• Task to complete
Tally the lines below that contain "ArgParser" and reply with only the tally.

• Records from a data collection
☆ ☆ ☆ ☆ ☆ ☆ ☆

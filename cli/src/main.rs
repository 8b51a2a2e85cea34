mod arg_parser;
mod client_cli;

use arg_parser::{ArgParser, SubCommand};
use client_cli::ClientCli;

use clap::Parser;
use std::error;

#[tokio::main]
async fn main() -> Result<(), Box<dyn error::Error>> {
    let args = ArgParser::parse();
    let mut client = ClientCli::connect(&args.server).await?;

    match args.sub_command {
        SubCommand::Submit {
            command,
            cwd,
            timeout,
            env,
        } => {
            client.submit(&command, cwd, timeout, &env).await?;
        }
        SubCommand::Status { job_id } => {
            client.query_status(job_id).await?;
        }
        SubCommand::Result { job_id } => {
            client.get_result(job_id).await?;
        }
        SubCommand::Stream { job_id } => {
            client.stream_output(job_id).await?;
        }
        SubCommand::Cancel { job_id } => {
            client.cancel(job_id).await?;
        }
        SubCommand::List => {
            client.list().await?;
        }
        SubCommand::Health => {
            client.health().await?;
        }
        SubCommand::Browse { path } => {
            client.browse(path).await?;
        }
        SubCommand::Upload { file, dest_dir } => {
            client.upload(&file, dest_dir).await?;
        }
        SubCommand::Download { filename, out } => {
            client.download(filename, out).await?;
        }
        SubCommand::Files => {
            client.list_files().await?;
        }
        SubCommand::Disk => {
            client.disk_usage().await?;
        }
    }

    Ok(())
}
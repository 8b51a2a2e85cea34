mod actor;
pub(crate) mod messages;

use self::actor::Registry;
use self::messages::RegistryMessage::{
    self, Cancel, GetResult, GetStatus, List, Stats, Stream, Submit,
};
use crate::config::EngineConfig;
use crate::error;
use crate::events::OutputEvent;
use crate::types::{CancelOutcome, EngineStats, JobId, JobSpec, JobSummary, ResultView, StatusView};
use tokio::sync::{mpsc, oneshot};

/// A `JobRegistry` which provides functionality for submitting commands and
/// querying job state.
///
/// This struct is actually an actor handle, the real work is done in the actor
/// spawned by `JobRegistryHandle::spawn`, but from the user perspective all
/// that matters is that this struct provides methods for managing jobs.
/// The actor-handle abstraction allows this struct to be cloned freely in a
/// multi-thread async context, without requiring an `Arc<Mutex>` or any other
/// means of synchronization.
#[derive(Clone)]
pub struct JobRegistryHandle {
    sender: mpsc::Sender<RegistryMessage>,
}

impl JobRegistryHandle {
    /// Spawn a new registry configured by `config`.
    ///
    /// The registry's message queue capacity comes from the config; it limits
    /// the build-up of inbound operations.
    pub fn spawn(config: EngineConfig) -> Self {
        let (sender, receiver) = mpsc::channel(config.message_capacity);
        Registry::spawn(receiver, config);
        Self { sender }
    }

    /// Submit a command for execution.
    ///
    /// Returns as soon as the job record exists and its runner task has been
    /// launched; process spawn failures surface later through the job's
    /// status, never here. The only submission-time failure is a command gate
    /// rejection, which creates no job.
    pub async fn submit(&self, spec: JobSpec) -> error::Result<JobId> {
        let (tx, rx) = oneshot::channel();
        self.sender
            .send(Submit { spec, response: tx })
            .await
            .expect("JobRegistry exited");
        rx.await.expect("JobRegistry exited")
    }

    pub async fn status(&self, job_id: JobId) -> error::Result<StatusView> {
        let (tx, rx) = oneshot::channel();
        self.sender
            .send(GetStatus {
                job_id,
                response: tx,
            })
            .await
            .expect("JobRegistry exited");
        rx.await.expect("JobRegistry exited")
    }

    pub async fn result(&self, job_id: JobId) -> error::Result<ResultView> {
        let (tx, rx) = oneshot::channel();
        self.sender
            .send(GetResult {
                job_id,
                response: tx,
            })
            .await
            .expect("JobRegistry exited");
        rx.await.expect("JobRegistry exited")
    }

    /// Subscribe to a job's live output.
    ///
    /// Every subscriber gets its own cursor: a full replay from the start of
    /// the job, the live tail, then one [`OutputEvent::Done`] carrying the
    /// terminal status. If the job is purged mid-stream the channel simply
    /// closes.
    pub async fn stream(
        &self,
        job_id: JobId,
    ) -> error::Result<mpsc::UnboundedReceiver<OutputEvent>> {
        let (tx, rx) = oneshot::channel();
        self.sender
            .send(Stream {
                job_id,
                response: tx,
            })
            .await
            .expect("JobRegistry exited");
        rx.await.expect("JobRegistry exited")
    }

    /// Request cancellation of a running job.
    ///
    /// Cancelling a job that already reached a terminal status is a no-op
    /// that reports that status instead of erroring.
    pub async fn cancel(&self, job_id: JobId) -> error::Result<CancelOutcome> {
        let (tx, rx) = oneshot::channel();
        self.sender
            .send(Cancel {
                job_id,
                response: tx,
            })
            .await
            .expect("JobRegistry exited");
        rx.await.expect("JobRegistry exited")
    }

    /// Summaries of all retained jobs, in submission order.
    pub async fn list(&self) -> Vec<JobSummary> {
        let (tx, rx) = oneshot::channel();
        self.sender
            .send(List { response: tx })
            .await
            .expect("JobRegistry exited");
        rx.await.expect("JobRegistry exited")
    }

    pub async fn stats(&self) -> EngineStats {
        let (tx, rx) = oneshot::channel();
        self.sender
            .send(Stats { response: tx })
            .await
            .expect("JobRegistry exited");
        rx.await.expect("JobRegistry exited")
    }
}
use std::path::PathBuf;
use std::time::Duration;

/// Tunables for a [`JobEngine`](crate::JobEngine) instance.
///
/// Constructed by the embedding service and passed to `JobEngine::spawn`;
/// there is no process-wide state.
#[derive(Clone, Debug)]
pub struct EngineConfig {
    /// Working directory for jobs that do not request one.
    pub base_dir: PathBuf,
    /// Timeout applied when a submission does not carry its own.
    pub default_timeout: Duration,
    /// How long terminal jobs are retained before the sweeper evicts them.
    pub retention: Duration,
    /// Capacity of the registry's message queue. This limits the build-up
    /// of inbound operations.
    pub message_capacity: usize,
}

impl Default for EngineConfig {
    fn default() -> Self {
        Self {
            base_dir: PathBuf::from("/"),
            default_timeout: Duration::from_secs(1200),
            retention: Duration::from_secs(3600),
            message_capacity: 64,
        }
    }
}
use super::messages::Message;
use crate::events::{JobStatus, OutputEvent};

use tokio::select;
use tokio::sync::mpsc;

pub struct Actor {
    inbox: mpsc::UnboundedReceiver<Message>,
    output_rx: mpsc::UnboundedReceiver<OutputEvent>,
    // every line seen so far, replayed to late joiners
    backlog: Vec<String>,
    terminal: Option<JobStatus>,
    subscribers: Vec<mpsc::UnboundedSender<OutputEvent>>,
    output_open: bool,
}

impl Actor {
    pub fn spawn(
        inbox: mpsc::UnboundedReceiver<Message>,
        output_rx: mpsc::UnboundedReceiver<OutputEvent>,
    ) {
        let actor = Actor {
            inbox,
            output_rx,
            backlog: Vec::new(),
            terminal: None,
            subscribers: Vec::new(),
            output_open: true,
        };
        tokio::spawn(async move { actor.run().await });
    }

    async fn run(mut self) {
        loop {
            select! {
                maybe_msg = self.inbox.recv() => {
                    match maybe_msg {
                        Some(Message::Subscribe { subscriber }) => self.subscribe(subscriber),
                        // handle dropped: job purged or registry gone
                        None => return,
                    }
                }
                maybe_event = self.output_rx.recv(), if self.output_open => {
                    match maybe_event {
                        Some(OutputEvent::Line(line)) => {
                            self.backlog.push(line.clone());
                            self.subscribers.retain(|sub| {
                                // only retain subscribers who have not dropped
                                sub.send(OutputEvent::Line(line.clone())).is_ok()
                            });
                        }
                        Some(OutputEvent::Done(status)) => {
                            self.terminal = Some(status);
                            for sub in self.subscribers.drain(..) {
                                let _ = sub.send(OutputEvent::Done(status));
                            }
                        }
                        None => {
                            // runner gone; without a terminal marker there is
                            // nothing more to tell live subscribers
                            self.output_open = false;
                            self.subscribers.clear();
                        }
                    }
                }
            }
        }
    }

    fn subscribe(&mut self, subscriber: mpsc::UnboundedSender<OutputEvent>) {
        for line in &self.backlog {
            if subscriber.send(OutputEvent::Line(line.clone())).is_err() {
                return;
            }
        }
        if let Some(status) = self.terminal {
            // finished job: replay then close immediately
            let _ = subscriber.send(OutputEvent::Done(status));
        } else if self.output_open {
            self.subscribers.push(subscriber);
        }
    }
}
//! Asynchronous shell-command execution engine.
//!
//! Submit a command and get a job id back immediately; the job runs in its
//! own task while you poll status, tail live output from any number of
//! subscribers, fetch the final result, or cancel it. All job state lives
//! behind one registry actor, created per service instance -- there is no
//! process-wide state.

mod actors;
mod config;
pub mod error;
mod events;
pub mod gate;
pub mod types;

// re-export the registry handle as if it is the registry itself.
pub use actors::registry::JobRegistryHandle as JobRegistry;
pub use actors::runner::ABNORMAL_EXIT_CODE;
pub use config::EngineConfig;
pub use events::{JobResult, JobStatus, OutputEvent};

#[cfg(test)]
mod tests {
    use super::*;
    use crate::types::JobSpec;

    #[tokio::test]
    async fn basic() {
        let registry = JobRegistry::spawn(EngineConfig::default());
        let job_id = registry
            .submit(JobSpec::new("echo hello world!"))
            .await
            .expect("job submit err");
        let mut output = registry
            .stream(job_id)
            .await
            .expect("failed to grab output stream for job");
        let mut lines = vec![];
        let mut done = None;
        while let Some(event) = output.recv().await {
            match event {
                OutputEvent::Line(line) => lines.push(line),
                OutputEvent::Done(status) => done = Some(status),
            }
        }
        assert_eq!(lines, vec!["hello world!"]);
        assert_eq!(done, Some(JobStatus::Finished));
    }
}
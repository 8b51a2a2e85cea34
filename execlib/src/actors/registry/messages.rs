use crate::error;
use crate::events::{JobResult, JobStatus, OutputEvent};
use crate::types::{CancelOutcome, EngineStats, JobId, JobSpec, JobSummary, ResultView, StatusView};
use tokio::sync::{mpsc, oneshot};

#[derive(Debug)]
pub enum RegistryMessage {
    Submit {
        spec: JobSpec,
        response: oneshot::Sender<error::Result<JobId>>,
    },
    GetStatus {
        job_id: JobId,
        response: oneshot::Sender<error::Result<StatusView>>,
    },
    GetResult {
        job_id: JobId,
        response: oneshot::Sender<error::Result<ResultView>>,
    },
    Stream {
        job_id: JobId,
        response: oneshot::Sender<error::Result<mpsc::UnboundedReceiver<OutputEvent>>>,
    },
    Cancel {
        job_id: JobId,
        response: oneshot::Sender<error::Result<CancelOutcome>>,
    },
    List {
        response: oneshot::Sender<Vec<JobSummary>>,
    },
    Stats {
        response: oneshot::Sender<EngineStats>,
    },
}

/// The one terminal transition a runner reports for its job.
#[derive(Debug)]
pub struct RunnerUpdate {
    pub job_id: JobId,
    pub status: JobStatus,
    pub result: JobResult,
}
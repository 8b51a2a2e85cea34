use clap::{Parser, Subcommand};
use std::path::PathBuf;

/// Connect to a remote execution server
#[derive(Debug, Parser)]
pub struct ArgParser {
    /// The address of the server
    #[clap(
        short = 's',
        long = "server",
        default_value = "http://[::1]:50051",
        env = "REMOTE_EXEC_SERVER"
    )]
    pub server: String,
    /// The sub-command to use
    #[clap(subcommand)]
    pub sub_command: SubCommand,
}

#[derive(Clone, Debug, Subcommand)]
pub enum SubCommand {
    /// submit a shell command for execution
    Submit {
        /// full command line, run through `sh -c` on the server
        command: String,

        #[clap(long)]
        /// working directory for the command
        cwd: Option<String>,

        #[clap(long)]
        /// timeout in seconds before the job is killed
        timeout: Option<u64>,

        #[clap(long, multiple_values = true, parse(try_from_str = var_eq_val))]
        /// list of environment variables
        env: Vec<(String, String)>,
    },
    /// get a job's status
    Status {
        /// job id returned by submit
        job_id: String,
    },
    /// fetch a job's final result
    Result {
        /// job id returned by submit
        job_id: String,
    },
    /// stream a job's output until it finishes
    Stream {
        /// job id returned by submit
        job_id: String,
    },
    /// cancel a running job
    Cancel {
        /// job id returned by submit
        job_id: String,
    },
    /// list all retained jobs
    List,
    /// server health summary
    Health,
    /// list a directory on the server
    Browse {
        /// directory to list (server default when omitted)
        path: Option<String>,
    },
    /// upload a local file to the server
    Upload {
        /// local file to send
        file: PathBuf,

        #[clap(long)]
        /// destination directory on the server
        dest_dir: Option<String>,
    },
    /// download a file from the served files root
    Download {
        /// filename inside the served files root
        filename: String,

        #[clap(long)]
        /// local path to write to (defaults to the filename)
        out: Option<PathBuf>,
    },
    /// list files in the served files root
    Files,
    /// disk usage of the server workspace
    Disk,
}

/// try_from_str parse function for command env variables
fn var_eq_val(s: &str) -> Result<(String, String), String> {
    let mut v: Vec<String> = s.split('=').map(str::to_string).collect();
    if v.len() != 2 {
        Err("Required format is VAR=VAL".to_string())
    } else {
        let val = v.pop().unwrap();
        let var = v.pop().unwrap();
        Ok((var, val))
    }
}
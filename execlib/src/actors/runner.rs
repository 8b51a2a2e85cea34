mod actor;

use std::path::PathBuf;
use std::time::Duration;

use tokio::sync::{mpsc, oneshot};

use crate::actors::registry::messages::RunnerUpdate;
use crate::events::OutputEvent;
use crate::types::{CommandLine, Envs, JobId};

pub use actor::ABNORMAL_EXIT_CODE;

/// Cancellation capability for one running job.
///
/// The runner task exclusively owns the child process; this handle only
/// carries the cancel signal. Dropping the handle without firing it (engine
/// shutdown, registry teardown) also tears the child down.
pub struct RunnerHandle {
    kill_tx: oneshot::Sender<()>,
}

impl RunnerHandle {
    /// Launch the runner task for one job.
    ///
    /// The child process is spawned inside the task, so spawn failures reach
    /// the registry as the job's `error` status rather than surfacing here.
    #[allow(clippy::too_many_arguments)]
    pub fn spawn(
        job_id: JobId,
        command: CommandLine,
        cwd: PathBuf,
        timeout: Duration,
        envs: Envs,
        output_tx: mpsc::UnboundedSender<OutputEvent>,
        updates_tx: mpsc::UnboundedSender<RunnerUpdate>,
    ) -> Self {
        let (kill_tx, kill_rx) = oneshot::channel();
        actor::spawn(job_id, command, cwd, timeout, envs, output_tx, updates_tx, kill_rx);
        Self { kill_tx }
    }

    /// Fire the cancel signal. Consumes the handle; at most one signal is
    /// ever delivered per job.
    pub fn cancel(self) {
        let _ = self.kill_tx.send(());
    }
}
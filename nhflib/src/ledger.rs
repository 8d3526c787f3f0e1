//! Строки журнала для импорта: фиксированные колонки и значения.

use crate::{
    aggregate::DayTotals,
    model::{LedgerRow, Stream},
};
use chrono::NaiveDate;
use rust_decimal::Decimal;

pub const LEDGER_HEADER: [&str; 8] = [
    "発生日",
    "収支区分",
    "勘定科目",
    "金額",
    "税区分",
    "決済日",
    "決済口座",
    "決済金額",
];

pub const SETTLEMENT_ACCOUNT: &str = "NiceHashMining";

/// Постоянные значения колонок для одного потока.
#[derive(Debug, Clone, Copy, PartialEq, Eq)]
pub struct Labels {
    pub kind: &'static str,
    pub account: &'static str,
    pub tax_category: &'static str,
}

pub const INCOME: Labels = Labels {
    kind: "収入",
    account: "売上高",
    tax_category: "非課売上",
};

pub const EXPENSE: Labels = Labels {
    kind: "支出",
    account: "支払手数料",
    tax_category: "非課仕入",
};

impl Stream {
    pub fn labels(self) -> Labels {
        match self {
            Stream::Income => INCOME,
            Stream::Expense => EXPENSE,
        }
    }
}

pub fn ledger_row(stream: Stream, date: NaiveDate, total: Decimal) -> LedgerRow {
    let labels = stream.labels();
    let day = date.format("%Y-%m-%d").to_string();
    // итоги целые, normalize убирает хвост вида ".0"
    let amount = total.abs().normalize().to_string();
    LedgerRow {
        occurred_on: day.clone(),
        kind: labels.kind,
        account: labels.account,
        amount: amount.clone(),
        tax_category: labels.tax_category,
        settled_on: day,
        settlement_account: SETTLEMENT_ACCOUNT,
        settlement_amount: amount,
    }
}

/// Сначала все доходы, затем все расходы.
pub fn emit(income: &DayTotals, expense: &DayTotals) -> Vec<LedgerRow> {
    income
        .iter()
        .map(|(date, total)| ledger_row(Stream::Income, date, total))
        .chain(
            expense
                .iter()
                .map(|(date, total)| ledger_row(Stream::Expense, date, total)),
        )
        .collect()
}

☆ ☆ ☆ ☆ ☆ ☆ ☆

• Answer box
3